> [Work to complete]
Scan the material below for the string "classification". Report every line that has it.

> [Supplied information]
//! Decode/encode wrappers over the `image` crate.
//!
//! Decoding accepts 8-bit RGB and RGBA layouts only; anything else is
//! rejected rather than silently converted, since a reinterpreted layout
//! would skew every downstream classification. Encoding picks the
//! container from the file extension (`jpg`/`jpeg` honor the quality
//! hint, `png` ignores it).

use std::fs::File;
use std::io::BufWriter;
use std::path::Path;

use image::codecs::jpeg::JpegEncoder;
use image::codecs::png::PngEncoder;
use image::{ColorType, DynamicImage, ImageEncoder};
use tracing::debug;

use crate::buffer::PixelBuffer;
use crate::error::{RasterError, RasterResult};

/// Decode an image file into a blue-first [`PixelBuffer`].
pub fn decode(path: &Path) -> RasterResult<PixelBuffer> {
    let img = image::open(path).map_err(|source| RasterError::Decode {
        path: path.to_path_buf(),
        source,
    })?;

    let buffer = match img {
        DynamicImage::ImageRgb8(rgb) => {
            let (width, height) = rgb.dimensions();
            let mut data = vec![0u8; width as usize * height as usize * 3];
            for (dst, src) in data.chunks_exact_mut(3).zip(rgb.pixels()) {
                dst[0] = src[2];
                dst[1] = src[1];
                dst[2] = src[0];
            }
            PixelBuffer::from_parts(data, width, height, width as usize * 3, 3)?
        }
        DynamicImage::ImageRgba8(rgba) => {
            let (width, height) = rgba.dimensions();
            let mut data = vec![0u8; width as usize * height as usize * 4];
            for (dst, src) in data.chunks_exact_mut(4).zip(rgba.pixels()) {
                dst[0] = src[2];
                dst[1] = src[1];
                dst[2] = src[0];
                dst[3] = src[3];
            }
            PixelBuffer::from_parts(data, width, height, width as usize * 4, 4)?
        }
        other => {
            return Err(RasterError::UnsupportedLayout {
                layout: format!("{:?}", other.color()),
                path: path.to_path_buf(),
            })
        }
    };

    debug!(
        path = %path.display(),
        width = buffer.width(),
        height = buffer.height(),
        stride = buffer.stride(),
        bytes_per_pixel = buffer.bytes_per_pixel(),
        "Decoded bitmap"
    );
    Ok(buffer)
}

/// Encode a buffer to `path`, format chosen by extension.
///
/// The alpha byte of 4-byte buffers is dropped and row padding skipped;
/// output is always 8-bit RGB.
pub fn encode(buffer: &PixelBuffer, path: &Path, quality: u8) -> RasterResult<()> {
    let ext = path
        .extension()
        .and_then(|e| e.to_str())
        .map(|e| e.to_ascii_lowercase())
        .unwrap_or_default();
    if !matches!(ext.as_str(), "jpg" | "jpeg" | "png") {
        return Err(RasterError::UnsupportedOutput {
            path: path.to_path_buf(),
        });
    }

    let rgb = to_rgb_bytes(buffer);
    let file = File::create(path).map_err(|source| RasterError::Io {
        path: path.to_path_buf(),
        source,
    })?;
    let writer = BufWriter::new(file);

    let encoded = match ext.as_str() {
        "jpg" | "jpeg" => JpegEncoder::new_with_quality(writer, quality).encode(
            &rgb,
            buffer.width(),
            buffer.height(),
            ColorType::Rgb8,
        ),
        _ => PngEncoder::new(writer).write_image(&rgb, buffer.width(), buffer.height(), ColorType::Rgb8),
    };
    encoded.map_err(|source| RasterError::Encode {
        path: path.to_path_buf(),
        source,
    })?;

    debug!(path = %path.display(), quality, "Encoded bitmap");
    Ok(())
}

/// Repack the blue-first buffer into tightly packed RGB rows.
fn to_rgb_bytes(buffer: &PixelBuffer) -> Vec<u8> {
    let width = buffer.width() as usize;
    let bpp = buffer.bytes_per_pixel();
    let mut rgb = Vec::with_capacity(width * buffer.height() as usize * 3);
    for row in buffer.data().chunks(buffer.stride()) {
        for px in row[..width * bpp].chunks(bpp) {
            rgb.push(px[2]);
            rgb.push(px[1]);
            rgb.push(px[0]);
        }
    }
    rgb
}
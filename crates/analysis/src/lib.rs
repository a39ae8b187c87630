//! Pixel classification and accumulation for weather-map statistics.
//!
//! The pipeline in here:
//! - classify each pixel of a map overlay into a semantic category,
//! - accumulate per-pixel category counts across a whole batch,
//! - map normalized frequencies back to colors through a control-point
//!   ramp and render the totals as heatmap rasters.

pub mod accumulator;
pub mod classifier;
pub mod ramp;
pub mod render;
pub mod scale;

pub use accumulator::{CategoryCounters, FoldReport};
pub use classifier::{Calibration, Category, Classifier};
pub use ramp::{ColorRamp, ControlPoint, RampError};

> [Exercise result]
//! would skew every downstream classification. Encoding picks the
//! Pixel classification and accumulation for weather-map statistics.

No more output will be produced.